*** Data ***
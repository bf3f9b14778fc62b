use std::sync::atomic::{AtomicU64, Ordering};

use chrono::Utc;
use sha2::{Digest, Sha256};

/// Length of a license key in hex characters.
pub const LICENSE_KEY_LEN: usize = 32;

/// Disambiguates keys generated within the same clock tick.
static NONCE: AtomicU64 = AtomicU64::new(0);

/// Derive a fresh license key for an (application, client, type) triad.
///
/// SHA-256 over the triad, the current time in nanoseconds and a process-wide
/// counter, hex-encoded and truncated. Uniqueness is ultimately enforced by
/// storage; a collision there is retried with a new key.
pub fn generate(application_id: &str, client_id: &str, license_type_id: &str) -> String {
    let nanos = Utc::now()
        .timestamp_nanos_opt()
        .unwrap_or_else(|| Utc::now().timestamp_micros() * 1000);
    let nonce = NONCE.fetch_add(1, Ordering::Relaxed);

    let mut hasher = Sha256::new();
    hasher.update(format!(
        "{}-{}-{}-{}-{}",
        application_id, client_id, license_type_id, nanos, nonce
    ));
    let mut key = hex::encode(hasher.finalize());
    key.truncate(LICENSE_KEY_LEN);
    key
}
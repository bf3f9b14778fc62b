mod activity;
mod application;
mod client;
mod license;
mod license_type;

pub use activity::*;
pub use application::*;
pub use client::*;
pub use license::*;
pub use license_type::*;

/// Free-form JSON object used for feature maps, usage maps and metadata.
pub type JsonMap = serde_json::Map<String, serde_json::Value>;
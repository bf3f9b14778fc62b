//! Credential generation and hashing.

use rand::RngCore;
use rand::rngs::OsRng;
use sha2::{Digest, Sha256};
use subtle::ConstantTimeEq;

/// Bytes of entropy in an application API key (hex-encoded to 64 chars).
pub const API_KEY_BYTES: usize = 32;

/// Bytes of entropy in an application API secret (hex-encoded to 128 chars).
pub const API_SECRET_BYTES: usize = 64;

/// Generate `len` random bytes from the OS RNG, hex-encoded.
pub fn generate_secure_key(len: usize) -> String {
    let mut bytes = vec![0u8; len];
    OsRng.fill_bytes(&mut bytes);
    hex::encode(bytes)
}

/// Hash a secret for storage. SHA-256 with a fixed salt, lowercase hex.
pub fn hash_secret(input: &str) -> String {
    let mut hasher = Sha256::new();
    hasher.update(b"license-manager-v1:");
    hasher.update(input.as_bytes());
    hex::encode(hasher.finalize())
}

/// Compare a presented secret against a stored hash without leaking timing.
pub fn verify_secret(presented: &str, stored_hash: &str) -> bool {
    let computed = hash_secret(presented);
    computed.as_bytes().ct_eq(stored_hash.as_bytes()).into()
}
***
▶ **Problem to solve**
Copy out each line of the material above, word for word, from the first down to the line containing "ultimately enforced by". Add nothing.

▶ **Task answer**
repository bf3f9b14778fc62b
use std::sync::atomic::{AtomicU64, Ordering};

use chrono::Utc;
use sha2::{Digest, Sha256};

/// Length of a license key in hex characters.
pub const LICENSE_KEY_LEN: usize = 32;

/// Disambiguates keys generated within the same clock tick.
static NONCE: AtomicU64 = AtomicU64::new(0);

/// Derive a fresh license key for an (application, client, type) triad.
///
/// SHA-256 over the triad, the current time in nanoseconds and a process-wide
/// counter, hex-encoded and truncated. Uniqueness is ultimately enforced by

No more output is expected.